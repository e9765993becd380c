//! `plotmaster config` — Settings file management commands.

use std::path::Path;

use plotmaster_config::Settings;

pub fn show(settings_path: &Path) -> Result<(), Box<dyn std::error::Error>> {
    let mut settings = Settings::load_with_env(settings_path)
        .map_err(|e| format!("Failed to load settings: {e}"))?;
    if settings.api_settings.api_key.is_some() {
        settings.api_settings.api_key = Some("[redacted]".into());
    }

    let mut warnings = Vec::new();
    if !settings.api_settings.has_backend() {
        warnings.push("No API URL set (set PLOTMASTER_API_URL or apiUrl)".to_string());
    }
    if let Some(name) = &settings.last_used_preset_name {
        if settings.active_preset().is_none() {
            warnings.push(format!("Last used preset '{name}' does not exist"));
        }
    }

    println!("{}", toml::to_string_pretty(&settings)?);
    for w in &warnings {
        eprintln!("   ⚠️  {w}");
    }
    Ok(())
}

pub fn init(settings_path: &Path, force: bool) -> Result<(), Box<dyn std::error::Error>> {
    if settings_path.exists() && !force {
        return Err(format!(
            "{} already exists (use --force to overwrite)",
            settings_path.display()
        )
        .into());
    }
    if let Some(parent) = settings_path.parent() {
        std::fs::create_dir_all(parent)?;
    }
    std::fs::write(settings_path, Settings::default_toml())?;
    println!("✅ Wrote default settings to {}", settings_path.display());
    Ok(())
}

pub fn path(settings_path: &Path) {
    println!("{}", settings_path.display());
}
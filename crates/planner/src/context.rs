//! Context extraction from the chat history.

use plotmaster_core::message::{Conversation, Message, Role};

/// The trailing `count` assistant turns, oldest first, re-emitted as fresh
/// assistant messages. `count <= 0` yields nothing.
pub fn recent_assistant_turns(conversation: &Conversation, count: i64) -> Vec<Message> {
    let Ok(count) = usize::try_from(count) else {
        return Vec::new();
    };

    let assistant: Vec<&Message> = conversation
        .messages
        .iter()
        .filter(|m| m.role == Role::Assistant)
        .collect();

    let start = assistant.len().saturating_sub(count);
    assistant[start..]
        .iter()
        .map(|m| Message::assistant(m.content.clone()))
        .collect()
}

/// The most recent plot artifact stored in the history, or `""`.
pub fn last_plot(conversation: &Conversation) -> String {
    conversation
        .messages
        .iter()
        .enumerate()
        .rev()
        .find_map(|(index, m)| {
            let plot = m.plot.as_deref().filter(|p| !p.is_empty())?;
            tracing::debug!(index, "Found previous plot");
            Some(plot.to_string())
        })
        .unwrap_or_default()
}
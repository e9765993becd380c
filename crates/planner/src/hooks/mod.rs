//! Interception hooks: host lifecycle events and the generation pipeline.
//!
//! Both share the planner's in-flight slot. A lifecycle signal that arrives
//! while the pipeline is planning returns early; a pipeline call that finds
//! the slot taken passes through unmodified.

pub mod lifecycle;
pub mod middleware;

pub use lifecycle::{GenerationKind, GenerationParams};
pub use middleware::{
    GenerateHandler, GenerateOptions, GenerationMiddleware, GenerationPipeline, Inject, Next,
    PlanningStage,
};
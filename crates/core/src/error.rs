//! Error types for the plotmaster domain.
//!
//! Uses `thiserror` for ergonomic error definitions.
//! Each bounded context has its own error variant.

use thiserror::Error;

/// The top-level error type for all plotmaster operations.
#[derive(Debug, Error)]
pub enum Error {
    // --- Provider errors ---
    #[error("Provider error: {0}")]
    Provider(#[from] ProviderError),

    // --- Host integration errors ---
    #[error("Host error: {0}")]
    Host(#[from] HostError),

    // --- Configuration errors ---
    #[error("Configuration error: {message}")]
    Config { message: String },

    // --- Serialization ---
    #[error("Serialization error: {0}")]
    Serialization(#[from] serde_json::Error),

    // --- Generic ---
    #[error("Internal error: {0}")]
    Internal(String),
}

/// Result type alias using our Error.
pub type Result<T> = std::result::Result<T, Error>;

// --- Bounded context errors ---

#[derive(Debug, Clone, Error)]
pub enum ProviderError {
    #[error("API request failed: {message} (status: {status_code})")]
    ApiError {
        status_code: u16,
        message: String,
    },

    #[error("Rate limited by provider, retry after {retry_after_secs}s")]
    RateLimited { retry_after_secs: u64 },

    #[error("Authentication failed: {0}")]
    AuthenticationFailed(String),

    #[error("Provider not configured: {0}")]
    NotConfigured(String),

    #[error("Request timed out: {0}")]
    Timeout(String),

    #[error("Network error: {0}")]
    Network(String),
}

/// Failures talking to the host application or one of its plugins.
#[derive(Debug, Clone, Error)]
pub enum HostError {
    #[error("Host component unavailable: {0}")]
    Unavailable(String),

    #[error("Host request failed: {reason} (status: {status_code})")]
    RequestFailed { status_code: u16, reason: String },

    #[error("Invalid host payload: {0}")]
    InvalidPayload(String),
}
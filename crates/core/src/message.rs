//! Message and Conversation domain types.
//!
//! These are the value objects the planning pipeline reads from and writes
//! back into: the user sends a message → a hook intercepts it → the planner
//! rewrites it → the stored message and the outgoing request are updated.

use chrono::{DateTime, Utc};
use serde::{Deserialize, Serialize};
use uuid::Uuid;

/// Unique identifier for a conversation (chat).
#[derive(Debug, Clone, PartialEq, Eq, Hash, Serialize, Deserialize)]
pub struct ConversationId(pub String);

impl ConversationId {
    pub fn new() -> Self {
        Self(Uuid::new_v4().to_string())
    }

    pub fn from(s: &str) -> Self {
        Self(s.to_string())
    }
}

impl Default for ConversationId {
    fn default() -> Self {
        Self::new()
    }
}

impl std::fmt::Display for ConversationId {
    fn fmt(&self, f: &mut std::fmt::Formatter<'_>) -> std::fmt::Result {
        write!(f, "{}", self.0)
    }
}

/// The role of a message sender in a conversation.
#[derive(Debug, Clone, PartialEq, Eq, Serialize, Deserialize)]
#[serde(rename_all = "lowercase")]
pub enum Role {
    /// The end user
    User,
    /// The AI assistant (the character)
    Assistant,
    /// System instructions
    System,
}

/// A single message in a conversation.
#[derive(Debug, Clone, Serialize, Deserialize)]
pub struct Message {
    /// Unique message ID
    #[serde(default = "new_message_id")]
    pub id: String,

    /// Who sent this message
    pub role: Role,

    /// The text content
    pub content: String,

    /// Timestamp
    #[serde(default = "Utc::now")]
    pub timestamp: DateTime<Utc>,

    /// Plot artifact attached after a planned generation finished
    #[serde(default, skip_serializing_if = "Option::is_none")]
    pub plot: Option<String>,

    /// Set once the lifecycle hook has looked at this user turn
    #[serde(default, skip_serializing_if = "std::ops::Not::not")]
    pub processed: bool,

    /// Optional metadata (host-specific fields)
    #[serde(default, skip_serializing_if = "serde_json::Map::is_empty")]
    pub metadata: serde_json::Map<String, serde_json::Value>,
}

fn new_message_id() -> String {
    Uuid::new_v4().to_string()
}

impl Message {
    fn with_role(role: Role, content: impl Into<String>) -> Self {
        Self {
            id: new_message_id(),
            role,
            content: content.into(),
            timestamp: Utc::now(),
            plot: None,
            processed: false,
            metadata: serde_json::Map::new(),
        }
    }

    /// Create a new user message.
    pub fn user(content: impl Into<String>) -> Self {
        Self::with_role(Role::User, content)
    }

    /// Create a new assistant message.
    pub fn assistant(content: impl Into<String>) -> Self {
        Self::with_role(Role::Assistant, content)
    }

    /// Create a new system message.
    pub fn system(content: impl Into<String>) -> Self {
        Self::with_role(Role::System, content)
    }

    /// Attach a plot artifact (builder style, mostly for fixtures).
    pub fn with_plot(mut self, plot: impl Into<String>) -> Self {
        self.plot = Some(plot.into());
        self
    }

    pub fn is_user(&self) -> bool {
        self.role == Role::User
    }
}

/// A conversation is an ordered sequence of messages with shared context.
#[derive(Debug, Clone, Serialize, Deserialize)]
pub struct Conversation {
    /// Unique conversation ID
    #[serde(default)]
    pub id: ConversationId,

    /// Ordered messages
    #[serde(default)]
    pub messages: Vec<Message>,

    /// When this conversation was created
    #[serde(default = "Utc::now")]
    pub created_at: DateTime<Utc>,

    /// When the last message was added or rewritten
    #[serde(default = "Utc::now")]
    pub updated_at: DateTime<Utc>,

    /// The character card this chat belongs to, if any
    #[serde(default, skip_serializing_if = "Option::is_none")]
    pub character: Option<String>,

    /// Conversation-level metadata
    #[serde(default, skip_serializing_if = "serde_json::Map::is_empty")]
    pub metadata: serde_json::Map<String, serde_json::Value>,
}

impl Conversation {
    /// Create a new empty conversation.
    pub fn new() -> Self {
        let now = Utc::now();
        Self {
            id: ConversationId::new(),
            messages: Vec::new(),
            created_at: now,
            updated_at: now,
            character: None,
            metadata: serde_json::Map::new(),
        }
    }

    /// Create a new empty conversation bound to a character card.
    pub fn for_character(character: impl Into<String>) -> Self {
        Self {
            character: Some(character.into()),
            ..Self::new()
        }
    }

    /// Add a message to the conversation.
    pub fn push(&mut self, message: Message) {
        self.updated_at = Utc::now();
        self.messages.push(message);
    }

    pub fn last(&self) -> Option<&Message> {
        self.messages.last()
    }

    pub fn last_mut(&mut self) -> Option<&mut Message> {
        self.messages.last_mut()
    }

    /// Locate a message by ID, returning its index alongside it.
    pub fn find_mut(&mut self, id: &str) -> Option<(usize, &mut Message)> {
        self.messages
            .iter_mut()
            .enumerate()
            .find(|(_, m)| m.id == id)
    }

    /// Mark the conversation as modified.
    pub fn touch(&mut self) {
        self.updated_at = Utc::now();
    }
}

impl Default for Conversation {
    fn default() -> Self {
        Self::new()
    }
}
//! `plotmaster tables` — print a memory-table export as the planner sees it.

use std::path::Path;

pub fn run(path: &Path) -> Result<(), Box<dyn std::error::Error>> {
    let json = std::fs::read_to_string(path)
        .map_err(|e| format!("Failed to read {}: {e}", path.display()))?;
    let export: serde_json::Value = serde_json::from_str(&json)?;
    print!("{}", plotmaster_planner::format_tables(Some(&export)));
    Ok(())
}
· · · · · · ·
§ **What to do**
Return all lines of the material above in which the word "Uuid" occurs.

§ **Result for this exercise**
use uuid::Uuid;
        Self(Uuid::new_v4().to_string())
    Uuid::new_v4().to_string()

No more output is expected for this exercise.